DENVER (CBS4) – A potent winter storm moving south out of Canada has put the entire state of Colorado on alert for wintry weather. A number of winter weather advisories (purple) and winter storm warnings (pink) have been issued for all of Sunday and part of Monday.

It will be bitterly cold for those attending today’s Broncos game in Denver. Light to moderate snow is expected with temperatures holding in the teens.

The drastic change in the weather pattern is welcomed news for our fire ravaged state. While the storm probably won’t extinguish the wildfires it will definitely give firefighters a much needed break and some time to gain more containment.
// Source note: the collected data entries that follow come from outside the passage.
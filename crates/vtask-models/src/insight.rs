//! Structured extraction output.
//!
//! These types double as the response schema handed to the model
//! (`JsonSchema`) and as the typed task result. Model output is checked with
//! `validator` before it leaves the job body.

use schemars::JsonSchema;
use serde::{Deserialize, Serialize};
use validator::Validate;

use crate::timestamp::Timestamp;

/// Maximum length of a single insight or summary paragraph.
pub const MAX_CONTENT_LEN: u64 = 2000;

/// One timestamped key insight.
#[derive(Debug, Clone, PartialEq, Serialize, Deserialize, JsonSchema, Validate)]
pub struct KeyInsight {
    /// The insight itself
    #[validate(length(min = 1, max = 2000))] // = MAX_CONTENT_LEN (schemars derive requires a literal)
    pub content: String,
    /// Source video URL
    #[validate(length(min = 1))]
    pub video_url: String,
    /// Where the insight starts in the video
    pub begin_timestamp: Timestamp,
    /// Where the insight ends in the video
    pub end_timestamp: Timestamp,
}

/// One timestamped summary segment.
#[derive(Debug, Clone, PartialEq, Serialize, Deserialize, JsonSchema, Validate)]
pub struct SummarySegment {
    /// Summary of this part of the video
    #[validate(length(min = 1, max = 2000))] // = MAX_CONTENT_LEN (schemars derive requires a literal)
    pub content: String,
    /// Source video URL
    #[validate(length(min = 1))]
    pub video_url: String,
    /// Segment start
    pub begin_timestamp: Timestamp,
    /// Segment end
    pub end_timestamp: Timestamp,
}

/// Result of the key-insights extraction.
#[derive(Debug, Clone, PartialEq, Serialize, Deserialize, JsonSchema, Validate)]
pub struct KeyInsightsResult {
    /// Short title for the whole set of insights
    #[validate(length(min = 1, max = 300))]
    pub title: String,
    /// Insights in video order
    #[validate(nested)]
    pub insights: Vec<KeyInsight>,
}

#[cfg(test)]
mod tests {
    use super::*;

    fn insight(content: &str) -> KeyInsight {
        KeyInsight {
            content: content.to_string(),
            video_url: "https://youtube.com/watch?v=abc".to_string(),
            begin_timestamp: Timestamp::new(0, 0, 10),
            end_timestamp: Timestamp::new(0, 1, 0),
        }
    }

    #[test]
    fn valid_result_passes() {
        let result = KeyInsightsResult {
            title: "Takeaways".to_string(),
            insights: vec![insight("Sleep matters")],
        };
        assert!(result.validate().is_ok());
    }

    #[test]
    fn empty_content_is_rejected() {
        let result = KeyInsightsResult {
            title: "Takeaways".to_string(),
            insights: vec![insight("")],
        };
        assert!(result.validate().is_err());
    }

    #[test]
    fn oversized_content_is_rejected() {
        let long = "x".repeat(MAX_CONTENT_LEN as usize + 1);
        assert!(insight(&long).validate().is_err());
    }

    #[test]
    fn content_at_length_limit_is_accepted() {
        let at_limit = "x".repeat(MAX_CONTENT_LEN as usize);
        assert!(insight(&at_limit).validate().is_ok());

        let segment = SummarySegment {
            content: at_limit.clone() + "x",
            video_url: "https://youtube.com/watch?v=abc".to_string(),
            begin_timestamp: Timestamp::new(0, 0, 0),
            end_timestamp: Timestamp::new(0, 1, 0),
        };
        assert!(segment.validate().is_err());
    }

    #[test]
    fn empty_title_is_rejected() {
        let result = KeyInsightsResult {
            title: String::new(),
            insights: vec![],
        };
        assert!(result.validate().is_err());
    }

    #[test]
    fn summary_segment_parses_nested_timestamps() {
        let json = r#"{
            "content": "Intro",
            "video_url": "https://youtube.com/watch?v=abc",
            "begin_timestamp": {"hour": 0, "minute": 0, "second": 0},
            "end_timestamp": {"hour": 0, "minute": 1, "second": 30}
        }"#;
        let segment: SummarySegment = serde_json::from_str(json).unwrap();
        assert_eq!(segment.end_timestamp.total_seconds(), 90);
        assert!(segment.validate().is_ok());
    }
}
//! Transcript extraction for the extraction jobs.
//!
//! Subtitles are downloaded with yt-dlp (manual or automatic captions, VTT)
//! and flattened into text, one `[HH:MM:SS] line` per caption when
//! timestamps are requested. When none of the preferred languages exist, a
//! second download asks for the captions in the video's original language.

use std::path::{Path, PathBuf};

use async_trait::async_trait;
use regex::Regex;
use tracing::info;
use vtask_media::{download::writable_cookies, run_tool, MediaConfig};

use crate::error::{WorkerError, WorkerResult};

/// Source of video transcripts.
#[async_trait]
pub trait TranscriptSource: Send + Sync {
    async fn fetch_transcript(&self, url: &str, with_timestamps: bool) -> WorkerResult<String>;
}

/// [`TranscriptSource`] backed by yt-dlp subtitle downloads.
pub struct YtDlpTranscriptSource {
    config: MediaConfig,
    languages: String,
    fallback_languages: String,
}

/// yt-dlp language selector for the auto-captions in a video's spoken language.
pub const ORIGINAL_LANGUAGE_CAPTIONS: &str = ".*-orig";

impl YtDlpTranscriptSource {
    pub fn new(config: MediaConfig) -> Self {
        Self {
            config,
            languages: "en,en-US,en-GB".to_string(),
            fallback_languages: ORIGINAL_LANGUAGE_CAPTIONS.to_string(),
        }
    }

    /// Comma-separated subtitle languages, most preferred first.
    pub fn with_languages(mut self, languages: impl Into<String>) -> Self {
        self.languages = languages.into();
        self
    }

    /// Languages requested when none of the preferred ones were available.
    pub fn with_fallback_languages(mut self, languages: impl Into<String>) -> Self {
        self.fallback_languages = languages.into();
        self
    }

    fn args(&self, languages: &str, url: &str, output_template: &Path, cookies: Option<&Path>) -> Vec<String> {
        let mut args = vec![
            "--no-playlist".to_string(),
            "--write-auto-sub".to_string(),
            "--write-sub".to_string(),
            "--sub-lang".to_string(),
            languages.to_string(),
            "--skip-download".to_string(),
            "--sub-format".to_string(),
            "vtt".to_string(),
            "--output".to_string(),
            output_template.to_string_lossy().to_string(),
        ];
        if let Some(cookies) = cookies {
            args.push("--cookies".to_string());
            args.push(cookies.to_string_lossy().to_string());
        }
        args.push(url.to_string());
        args
    }
}

#[async_trait]
impl TranscriptSource for YtDlpTranscriptSource {
    async fn fetch_transcript(&self, url: &str, with_timestamps: bool) -> WorkerResult<String> {
        tokio::fs::create_dir_all(&self.config.work_dir).await?;
        let scratch = tempfile::Builder::new()
            .prefix("vtask-transcript-")
            .tempdir_in(&self.config.work_dir)?;

        info!("Fetching transcript for {} using yt-dlp", url);

        let cookies = writable_cookies(self.config.cookies_path.as_deref(), scratch.path()).await;
        let template = scratch.path().join("%(id)s");

        let mut vtt_files = Vec::new();
        for languages in [self.languages.as_str(), self.fallback_languages.as_str()] {
            let args = self.args(languages, url, &template, cookies.as_deref());
            run_tool(&self.config.ytdlp_bin, &args, self.config.timeout_secs())
                .await
                .map_err(|e| WorkerError::transcript(format!("yt-dlp failed to download subtitles: {}", e)))?;

            vtt_files = list_vtt_files(scratch.path()).await?;
            if !vtt_files.is_empty() {
                break;
            }
            info!(languages, "No captions in requested languages");
        }

        let Some(vtt_path) = pick_caption_file(&vtt_files, &self.languages) else {
            return Err(WorkerError::transcript("No transcript file downloaded. Video may not have captions."));
        };

        let content = tokio::fs::read_to_string(vtt_path).await?;
        let transcript = flatten_vtt(&content, with_timestamps)?;
        if transcript.trim().is_empty() {
            return Err(WorkerError::transcript("Downloaded captions contain no text"));
        }
        Ok(transcript)
    }
}

async fn list_vtt_files(dir: &Path) -> WorkerResult<Vec<PathBuf>> {
    let mut entries = tokio::fs::read_dir(dir).await?;
    let mut files = Vec::new();
    while let Some(entry) = entries.next_entry().await? {
        let path = entry.path();
        if path.extension().and_then(|s| s.to_str()) == Some("vtt") {
            files.push(path);
        }
    }
    files.sort();
    Ok(files)
}

/// Choose the caption file whose language comes first in `preferred`.
///
/// yt-dlp names files `<id>.<lang>.vtt`. Original-language tracks rank after
/// every preferred language and before anything else.
fn pick_caption_file<'a>(files: &'a [PathBuf], preferred: &str) -> Option<&'a PathBuf> {
    let preferred: Vec<&str> = preferred.split(',').map(str::trim).collect();
    files.iter().min_by_key(|path| {
        let language = path
            .file_stem()
            .and_then(|stem| Path::new(stem).extension())
            .map(|ext| ext.to_string_lossy().to_string())
            .unwrap_or_default();
        match preferred.iter().position(|p| *p == language) {
            Some(rank) => rank,
            None if language.ends_with("-orig") => preferred.len(),
            None => preferred.len() + 1,
        }
    })
}

/// Flatten WebVTT captions into plain text.
///
/// Inline tags are stripped and the repeated lines of rolling auto-captions
/// are dropped. With timestamps each line is prefixed by its cue start.
pub fn flatten_vtt(content: &str, with_timestamps: bool) -> WorkerResult<String> {
    let ts_pattern = Regex::new(r"^((?:\d{2}:)?\d{2}:\d{2})\.\d{3} -->")
        .map_err(|e| WorkerError::transcript(e.to_string()))?;
    let tag_pattern = Regex::new(r"<[^>]+>").map_err(|e| WorkerError::transcript(e.to_string()))?;

    let mut lines = Vec::new();
    let mut current_ts = "00:00:00".to_string();
    let mut last_text = String::new();
    let mut in_header = true;

    for raw in content.lines() {
        let line = tag_pattern.replace_all(raw.trim(), "").trim().to_string();

        if let Some(caps) = ts_pattern.captures(&line) {
            in_header = false;
            let ts = &caps[1];
            current_ts = if ts.split(':').count() == 2 {
                format!("00:{}", ts)
            } else {
                ts.to_string()
            };
            continue;
        }

        // WEBVTT header plus Kind:/Language: metadata
        if in_header || line.is_empty() || line.starts_with("NOTE") {
            continue;
        }

        // Cue identifiers
        if line.chars().all(|c| c.is_ascii_digit()) {
            continue;
        }

        if line != last_text {
            if with_timestamps {
                lines.push(format!("[{}] {}", current_ts, line));
            } else {
                lines.push(line.clone());
            }
            last_text = line;
        }
    }

    Ok(lines.join("\n"))
}
//! Provider-neutral LLM interface.

use async_trait::async_trait;
use futures_util::Stream;
use schemars::JsonSchema;
use serde::de::DeserializeOwned;
use std::pin::Pin;

use crate::credentials::ModelCredentials;
use crate::error::{LlmError, LlmResult};
use crate::schema::response_schema_for;

/// One event of a streaming generation.
#[derive(Debug, Clone, PartialEq, Eq)]
pub enum StreamEvent {
    /// Next chunk of generated text
    Delta(String),
    /// The provider closed the stream normally
    End,
}

/// Stream of generation events. A stream that stops without [`StreamEvent::End`]
/// was cut short and [`collect_stream`](crate::collect_stream) rejects it.
pub type TextStream = Pin<Box<dyn Stream<Item = LlmResult<StreamEvent>> + Send>>;

/// The two request shapes the pipelines use.
#[async_trait]
pub trait LlmAdapter: Send + Sync {
    /// Free-text generation, delivered as deltas.
    async fn generate_stream(&self, prompt: &str, credentials: &ModelCredentials) -> LlmResult<TextStream>;

    /// Generation constrained to `schema`; returns the parsed JSON value.
    async fn structured_output(
        &self,
        prompt: &str,
        credentials: &ModelCredentials,
        schema: serde_json::Value,
    ) -> LlmResult<serde_json::Value>;
}

/// Typed wrapper around [`LlmAdapter::structured_output`].
pub async fn structured_output_as<T>(
    adapter: &dyn LlmAdapter,
    prompt: &str,
    credentials: &ModelCredentials,
) -> LlmResult<T>
where
    T: DeserializeOwned + JsonSchema,
{
    let schema = response_schema_for::<T>()?;
    let value = adapter.structured_output(prompt, credentials, schema).await?;
    serde_json::from_value(value)
        .map_err(|e| LlmError::invalid_response(format!("output does not match the requested shape: {e}")))
}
The map below shows where the cold front was located just after sunrise on Sunday. It will take most of the day for the front to clear the entire state. Behind the front precipitation will increase and temperatures will fall. For most places the high temperature has either already happened or will be set very early in the day.

We do expect banded snowfall with this weather system which means snow totals will vary a lot over short distances. But on average we think 5-10 inches will fall in and around the Denver area with higher pockets possible. The Fort Collins vicinity was reporting 4 inches of snow as of 8 am.

The mountains of central Colorado could see double digit totals with several hours of light to moderate snow expected. Travel may be difficult at times on routes such as Highway 50 over Monarch Pass.

Some of the highest totals from this storm may come out of the San Juan Mountains where places like Wolf Creek Pass could see anywhere from 1 to 2 feet of powder. This will be a low water content snowfall due to the bitter cold air.

We stay in the cold for Monday with high temperatures likely not hitting the 20s for most areas. Overnight lows will be in the single digits above and below zero. A gradual warming trend will begin on Tuesday with dry and seasonal weather expected through the upcoming weekend, including on Halloween.